- The Washington Times
Tuesday, October 30, 2018

As the Alabama Supreme Court upheld the state’s fetal homicide law in a ruling this month, one of the justices said the decision should force the U.S. Supreme Court to revisit its 1973 Roe v. Wade ruling.

Justice Tom Parker said it is a “logical fallacy” for the government to consider a fetus a life for the purposes of a murder conviction but not when it comes to a woman deciding to end her pregnancy.


Even lawyers within the pro-life community were conflicted on whether that is the kind of challenge the high court would — or even should — take up, but they said the dissonance between abortion jurisprudence and other areas of law, where a fetus is granted many of the attributes of personhood, is becoming tenuous.

“Fetal homicide laws acknowledge what science has already proven: that a unique human life begins at the very moment of fertilization. Abortion laws reject that reality,” said Lila Rose, a prominent pro-life advocate and president of Live Action.

The case in Alabama involved Jessie Livell Phillips, who was convicted of killing his wife when she was eight weeks pregnant.

A jury found him guilty of murder of “two or more persons” by one act, using a 2006 law that defined “person” as including a child in utero.

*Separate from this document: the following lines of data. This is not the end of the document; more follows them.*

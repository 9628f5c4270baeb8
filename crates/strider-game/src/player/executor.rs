//! Movement executor and ground resolver
//!
//! Horizontal and vertical motion are swept separately: sweeping them as one
//! vector stops the character dead the moment it grazes the floor.

use glam::Vec3;
use strider_core::UP;
use strider_physics::{CollisionQuery, Contact};
use tracing::trace;

use super::kinematics::integrate_fall;
use super::movement::WALKABLE_NORMAL_Z;
use super::state::GroundResolution;
use super::{LocomotionConfig, LocomotionState};

/// Everything one movement step produced
#[derive(Debug, Clone, Copy, PartialEq)]
pub struct MovementOutcome {
    /// Capsule centre after both sweeps
    pub location: Vec3,
    /// Vertical speed after gravity
    pub fall_speed: f32,
    /// Blocking contact of the horizontal sweep
    pub horizontal_hit: Option<Contact>,
    /// Angle between the horizontal contact normal and up, in degrees.
    /// Reported only; movement does not react to it.
    pub slope_angle: Option<f32>,
    /// Blocking contact of the vertical sweep
    pub vertical_hit: Option<Contact>,
    /// How the vertical sweep and ground probe classify this frame
    pub ground: GroundResolution,
}

/// Angle in degrees between a surface normal and world up
pub fn slope_angle(normal: Vec3) -> f32 {
    normal.dot(UP).clamp(-1.0, 1.0).acos().to_degrees()
}

/// Short line check straight down from the base of the collision volume
pub fn probe_ground<Q: CollisionQuery + ?Sized>(query: &Q, location: Vec3, distance: f32) -> bool {
    let start = location - UP * query.half_height();
    let end = start - UP * distance;
    query.line_trace(start, end)
}

/// Sweep horizontally, integrate gravity, sweep vertically and classify the result
pub fn execute_movement<Q: CollisionQuery + ?Sized>(
    query: &Q,
    origin: Vec3,
    state: &LocomotionState,
    config: &LocomotionConfig,
    dt: f32,
) -> MovementOutcome {
    let horizontal_delta = state.move_direction * state.horizontal_speed * dt;
    let horizontal = query.sweep(origin, horizontal_delta);

    let slope_angle = horizontal.hit.map(|hit| slope_angle(hit.normal));
    if let Some(angle) = slope_angle {
        trace!(angle, "Horizontal contact");
    }

    let fall_speed = integrate_fall(state.fall_speed, config.gravity, config.terminal_speed, dt);
    let vertical_delta = UP * fall_speed * dt;
    let vertical = query.sweep(horizontal.location, vertical_delta);

    let ground = match vertical.hit {
        Some(hit) if hit.normal.z > WALKABLE_NORMAL_Z => GroundResolution::Landed,
        Some(_) => GroundResolution::WallHit,
        None if probe_ground(query, vertical.location, config.ground_check_distance) => {
            GroundResolution::LandedByProbe
        }
        None => GroundResolution::Airborne,
    };

    MovementOutcome {
        location: vertical.location,
        fall_speed,
        horizontal_hit: horizontal.hit,
        slope_angle,
        vertical_hit: vertical.hit,
        ground,
    }
}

The court sentenced him to death.

He appealed his death sentence, arguing that an unborn child is not a person with independent protections and that he therefore couldn’t be convicted of a double killing. The state Supreme Court rejected his case and upheld his death sentence, citing the state’s interest in protecting the life of both the born and unborn.

Thirty-eight states have laws specifically aimed against violence on pregnant women and their unborn children. Massachusetts’ law dates as far back as 1973, the year of the Roe v. Wade decision. Indiana is the most recent; its law was enacted just this year.

Like other states, Alabama’s 2006 law specifically carves out a woman’s decision to terminate her pregnancy as an exception to fetal protections. Justice Parker called that the “Roe exception.”

“I urge the Supreme Court of the United States to reconsider the Roe exception and to overrule this constitutional aberration. Return the power to the states to fully protect the most vulnerable among us,” he wrote in his concurring opinion.

Some pro-choice advocates agree that there is an inconsistency but want to go the other way by curtailing laws protecting fetuses. Advocates say the laws don’t protect women against violence and can give states more avenues to interfere with women’s rights.

Lynn Paltrow, executive director of National Advocates for Pregnant Women, cited the cases of a woman who was arrested on attempted-feticide charges after accidentally falling down a stairwell, a woman who served eight years in prison for a stillbirth after a positive test for illegal drugs, and a woman who was arrested after losing her child following a suicide attempt.

“The real question is in what manner can women be deprived of their standing as constitutional persons?” Ms. Paltrow said.

Yet state laws also have served to give women more of a chance to pursue damages. In the 2012 Alabama ruling, the state Supreme Court said an injured woman could pursue a wrongful death claim for her unborn child.

In that case, Justice Parker again said those sorts of state decisions challenge the underpinnings of Roe.

In a 2013 case, he wrote the court’s opinion allowing the state to use its chemical endangerment statute to prosecute pregnant mothers for endangering their fetuses through drug use. He also wrote a separate opinion to chide Roe again.

In his latest opinion this month, Justice Parker pointed to other cases in which judges have found the unborn can be parties to estate settlements and disputes over trusts, and in which courts have appointed legal guardians for the fetuses to represent their interests in those cases.

At least 23 of the more than 30 states that have the death penalty prohibit pregnant women from being put to death, suspending their sentences until the child is born.

“Today, the only major area in which unborn children are denied legal protection is abortion, and that denial is only because of the dictates of Roe,” Justice Parker argued in 2013.

There is another exception, though. A judge in Arizona ruled that a fetus did not count as a “person” for a pregnant woman to use the HOV lane in 2006.

A police sergeant told reporters at the time that if the judge had ruled the other way, police officers would need to carry pregnancy tests with their guns and radios.

Justice Parker’s pleading notwithstanding, some pro-life advocates say filing fetal homicide cases isn’t the best way to force the national high court to revisit Roe.

Clarke Forsythe, senior counsel for Americans United for Life, said the justices have faced cases similar to Phillips‘ argument since the 1990s.

“They have uniformly refused to touch on these issues in the past,” Mr. Forsythe said.